Member of clinical research team responsible for data management activities across multiple trials. Activities include assisting in data entry, query processing, site management, data reporting and other data management activities in support of clinical trial projects.

ESSENTIAL FUNCTIONS:

Perform data management activities on both paper based and Electronic data capture (EDC) studies. Major activities include:

•CRF data review, preparation for entry, query processing, discrepancy management, adhoc reporting and listing generation.

•Develop study specific database requirements and edit check requirements with the help of Clinical Research Associates (CRA) and field monitors.

•Create and maintain data management trackers and checklists for multiple projects.

•Set-up and keep track of new sites, users across studies for EDC studies.

OTHER RESPONSIBILITIES INCLUDE:

•Assist in CRF design/development.

•Assist with database design and validation activities (for paper based trials).

•Support with EDC study validation, user acceptance testing and implementation.

•Assist in development of data verification audit listings and other audit activities.

•Design case report forms.

•Build database using ORACLE Clinical and Remote Data Capture.

•Assist in overall project tasks such as generating CRF completion guidelines, process flowcharts, Standard Operating Procedures (SOPs), work instructions and training guidelines.

•Support the team in any study startup and closeout activities including final report data QC.

DEPARTMENT SPECIFIC FUNCTIONS:

•Participate in project meetings to give a status update to project managers and upper management.

•Assist in preparation of study material for investigator, study coordinator and monitor meetings.

Requirements MINIMUM REQUIREMENTS:

Education required/ preferred: Bachelors degree in sciences or health profession.

Experience: Five to eight years industry experience; minimum 2 years experience in medical device and/or pharmaceutical data management environment.

Preferred Skills/Qualifications:

•Computer literacy in MS Word, Excel, PowerPoint, Access, ORACLE Clinical, RDC and CRF design tools.
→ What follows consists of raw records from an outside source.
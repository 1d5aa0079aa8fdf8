//! Viewport geometry in document coordinates (y grows downward)

/// Clamp a size to zero from below. NaN is kept so corrupt measurements stay
/// detectable through `is_finite`.
fn non_negative(size: f32) -> f32 {
    if size.is_nan() {
        size
    } else {
        size.max(0.0)
    }
}

/// Axis-aligned rectangle
#[derive(Debug, Clone, Copy, PartialEq, Default)]
pub struct Rect {
    pub x: f32,
    pub y: f32,
    pub width: f32,
    pub height: f32,
}

impl Rect {
    pub fn new(x: f32, y: f32, width: f32, height: f32) -> Self {
        Self {
            x,
            y,
            width: non_negative(width),
            height: non_negative(height),
        }
    }

    /// Full-width band between two vertical offsets
    pub fn band(top: f32, bottom: f32, width: f32) -> Self {
        Self::new(0.0, top, width, bottom - top)
    }

    pub fn left(&self) -> f32 {
        self.x
    }

    pub fn right(&self) -> f32 {
        self.x + self.width
    }

    pub fn top(&self) -> f32 {
        self.y
    }

    pub fn bottom(&self) -> f32 {
        self.y + self.height
    }

    pub fn area(&self) -> f32 {
        self.width * self.height
    }

    /// Overlap with another rect. Touching edges give a zero-area overlap,
    /// disjoint rects give `None`.
    pub fn intersect(&self, other: &Rect) -> Option<Rect> {
        let left = self.left().max(other.left());
        let right = self.right().min(other.right());
        let top = self.top().max(other.top());
        let bottom = self.bottom().min(other.bottom());

        if left > right || top > bottom {
            return None;
        }
        Some(Rect::new(left, top, right - left, bottom - top))
    }

    pub fn contains(&self, other: &Rect) -> bool {
        other.left() >= self.left()
            && other.right() <= self.right()
            && other.top() >= self.top()
            && other.bottom() <= self.bottom()
    }

    pub fn is_finite(&self) -> bool {
        self.x.is_finite() && self.y.is_finite() && self.width.is_finite() && self.height.is_finite()
    }
}

/// Insets applied to the viewport before intersecting (positive shrinks)
#[derive(Debug, Clone, Copy, PartialEq, Default)]
pub struct RootMargin {
    pub top: f32,
    pub right: f32,
    pub bottom: f32,
    pub left: f32,
}

impl RootMargin {
    pub const ZERO: RootMargin = RootMargin {
        top: 0.0,
        right: 0.0,
        bottom: 0.0,
        left: 0.0,
    };

    pub fn uniform(inset: f32) -> Self {
        Self {
            top: inset,
            right: inset,
            bottom: inset,
            left: inset,
        }
    }
}

/// The visible window onto the document
#[derive(Debug, Clone, Copy, PartialEq)]
pub struct Viewport {
    pub scroll_x: f32,
    pub scroll_y: f32,
    pub width: f32,
    pub height: f32,
    pub margin: RootMargin,
}

impl Viewport {
    pub fn new(width: f32, height: f32) -> Self {
        Self {
            scroll_x: 0.0,
            scroll_y: 0.0,
            width: non_negative(width),
            height: non_negative(height),
            margin: RootMargin::ZERO,
        }
    }

    pub fn with_margin(mut self, margin: RootMargin) -> Self {
        self.margin = margin;
        self
    }

    pub fn scrolled_to(mut self, scroll_y: f32) -> Self {
        self.scroll_y = scroll_y;
        self
    }

    pub fn scroll_to(&mut self, scroll_y: f32) {
        self.scroll_y = scroll_y;
    }

    pub fn resize(&mut self, width: f32, height: f32) {
        self.width = non_negative(width);
        self.height = non_negative(height);
    }

    /// Document-space rect sections are intersected against
    pub fn root_rect(&self) -> Rect {
        let m = &self.margin;
        Rect::new(
            self.scroll_x + m.left,
            self.scroll_y + m.top,
            self.width - m.left - m.right,
            self.height - m.top - m.bottom,
        )
    }
}

/// Fraction of `section` inside the viewport's root rect, in [0, 1].
///
/// Intersection area over section area. A zero-area section has no meaningful
/// ratio; it reads as fully visible when it sits inside the root and hidden
/// otherwise.
///
/// Non-finite geometry yields NaN, which detectors ignore.
pub fn visible_fraction(section: &Rect, viewport: &Viewport) -> f32 {
    let root = viewport.root_rect();
    if !(section.is_finite() && root.is_finite()) {
        return f32::NAN;
    }

    if section.area() <= 0.0 {
        return if root.contains(section) { 1.0 } else { 0.0 };
    }

    match section.intersect(&root) {
        Some(overlap) => (overlap.area() / section.area()).clamp(0.0, 1.0),
        None => 0.0,
    }
}

#[cfg(test)]
mod tests {
    use super::*;

    #[test]
    fn test_fully_visible() {
        let viewport = Viewport::new(1000.0, 800.0);
        let section = Rect::band(100.0, 500.0, 1000.0);
        assert_eq!(visible_fraction(&section, &viewport), 1.0);
    }

    #[test]
    fn test_partially_visible() {
        let viewport = Viewport::new(1000.0, 800.0).scrolled_to(400.0);
        // Section spans 0..800, viewport covers 400..1200
        let section = Rect::band(0.0, 800.0, 1000.0);
        assert!((visible_fraction(&section, &viewport) - 0.5).abs() < 1e-6);
    }

    #[test]
    fn test_not_visible() {
        let viewport = Viewport::new(1000.0, 800.0);
        let section = Rect::band(2000.0, 2800.0, 1000.0);
        assert_eq!(visible_fraction(&section, &viewport), 0.0);
    }

    #[test]
    fn test_root_margin_shrinks_viewport() {
        let viewport = Viewport::new(1000.0, 800.0).with_margin(RootMargin {
            top: 200.0,
            ..RootMargin::ZERO
        });
        // Section 0..400, root covers 200..800
        let section = Rect::band(0.0, 400.0, 1000.0);
        assert!((visible_fraction(&section, &viewport) - 0.5).abs() < 1e-6);
    }

    #[test]
    fn test_zero_area_section() {
        let viewport = Viewport::new(1000.0, 800.0);
        assert_eq!(visible_fraction(&Rect::band(100.0, 100.0, 1000.0), &viewport), 1.0);
        assert_eq!(visible_fraction(&Rect::band(900.0, 900.0, 1000.0), &viewport), 0.0);
    }

    #[test]
    fn test_nan_size_is_kept() {
        let rect = Rect::new(0.0, 100.0, 1000.0, f32::NAN);
        assert!(!rect.is_finite());
        assert_eq!(Rect::new(0.0, 0.0, -5.0, 10.0).width, 0.0);

        let viewport = Viewport::new(1000.0, 800.0);
        assert!(visible_fraction(&rect, &viewport).is_nan());
    }

    #[test]
    fn test_intersect_touching_edges() {
        let a = Rect::band(0.0, 100.0, 10.0);
        let b = Rect::band(100.0, 200.0, 10.0);
        let overlap = a.intersect(&b).unwrap();
        assert_eq!(overlap.area(), 0.0);
        assert!(a.intersect(&Rect::band(150.0, 200.0, 10.0)).is_none());
    }
}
•Ability to speak, write and understand English to comply with written procedures, instructions, SOPs and other documents.

Skills/Competencies:

•Excellent organizational skills and attention to detail.

•Ability to prioritize and multitask is a plus.

ORGANIZATIONAL RELATIONSHIPS/SCOPE:

Will work primarily within Clinical Affairs but may have to interact with the Quality and Regulatory Affairs staff. Scope will include multiple clinical studies at a time.